I had one scrape with a snow bank in my drive way and it was $4500 in body work. A FREAKING SNOW BANK!!! Not soil. Not ice. Not trees. Just a pile of snow that had been shoveled up a few days earlier.



Chipper said:


> After 17 years working in a body shop I wouldn't allow my dog to get a GM product. Cheap plastic junk, that's being nice.


----------



## Smitty901 (Nov 16, 2012)

Another reason Wisconsin can thank Governor Walker. The mad sure in the CC law an Employer can not prohibit you from having your gun in your car even on company property.
As a life time GM owner I switched to Ford after Obama Motors anyway never looking back.


----------



## tango (Apr 12, 2013)

I swore off GM (always been a Chevy guy) after the bailout.

It was a union bailout, not a GM bailout, just like the Cash for Clunkers program.

I proudly drive a Toyota now!


----------



## MaterielGeneral (Jan 27, 2015)

tango said:


> I swore off GM (always been a Chevy guy) after the bailout.
> 
> It was a union bailout, not a GM bailout, just like the Cash for Clunkers program.
> 
> I proudly drive a Toyota now!


You do know that Chevy and GM are basically the same company?


----------



## MaterielGeneral (Jan 27, 2015)

I will not buy a new vehicle. I will not support the UAW union. I buy a good used vehicle with warranty. I avoid the depreciation of a new vehicle also.


----------



## Gunner's Mate (Aug 13, 2013)

UAW stands for U Aint Workin 
Chevrolet Stands for Can Hear Either Valve Rod Or Lifter Every time
GM stands for Govt Motors


----------



## Oddcaliber (Feb 17, 2014)

Chevy,Cheapest,Hunk,Ever Ventured Yet, GMC,Gotta Mechanic Coming!


----------



## Smitty901 (Nov 16, 2012)

You can bet the worker in the lot was a contractor not a direct employee of GM. However that is not excuse. Companies hire contractors to avoid paying them as much and to distance them self from the workers. IMO GM is still 100% responsible for the contractors they hire and how they conduct themselves.
Personally I like my GM products , but no madder how good when the company goes evil then I am done with them. They sold out to Obama and that was it.


----------



## csi-tech (Apr 13, 2013)

GM still owes the taxpayer 11 million dollars. They owe families their loved ones back who died from faulty ignition switches that they knew about and covered up. They build garbage under a "you'll damned well buy it" policy. GM should have been allowed to die instead of being given a bailout. I have a 2013 Impala (work vehicle) with 60,000 miles the heater doesn't work, the CV joints are already rumbling and the steering is loose and unpredictable.


----------



## stevekozak (Oct 4, 2015)

I read on another forum that he got his job back.


----------



## Smitty901 (Nov 16, 2012)

stevekozak said:


> I read on another forum that he got his job back.

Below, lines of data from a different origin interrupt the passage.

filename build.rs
fn main() {
    built::write_built_file().expect("Failed to acquire build-time information");
}
use super::{api_key, password, token, Action};
use anyhow::Result;
use std::io::{self, Write};

pub(super) async fn execute(action: Action) -> Result<()> {
    let stdin = io::stdin();
    let mut input = stdin.lock();
    let mut out = io::stdout().lock();

    match action {
        Action::HashPassword => password::hash(&mut input, &mut out).await?,
        Action::VerifyPassword(args) => password::verify(&args, &mut input, &mut out).await?,
        Action::IssueToken(args) => token::issue(args, &mut out)?,
        Action::VerifyToken(args) => token::verify(args, &mut out)?,
        Action::GenerateApiKey => api_key::generate(&mut out)?,
        Action::ApiKeyDigest => api_key::digest(&mut input, &mut out)?,
    }

    out.flush()?;
    Ok(())
}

 It should never have been a case of losing it in the first place. Do overs don't count.


----------



## stevekozak (Oct 4, 2015)

Smitty901 said:


> It should never have been a case of losing it in the first place. Do overs don't count.


I agree, but I am still glad he got his income back until he can find someone better to work for. I should imagine that the media exposure will present some new job opportunities for him.


----------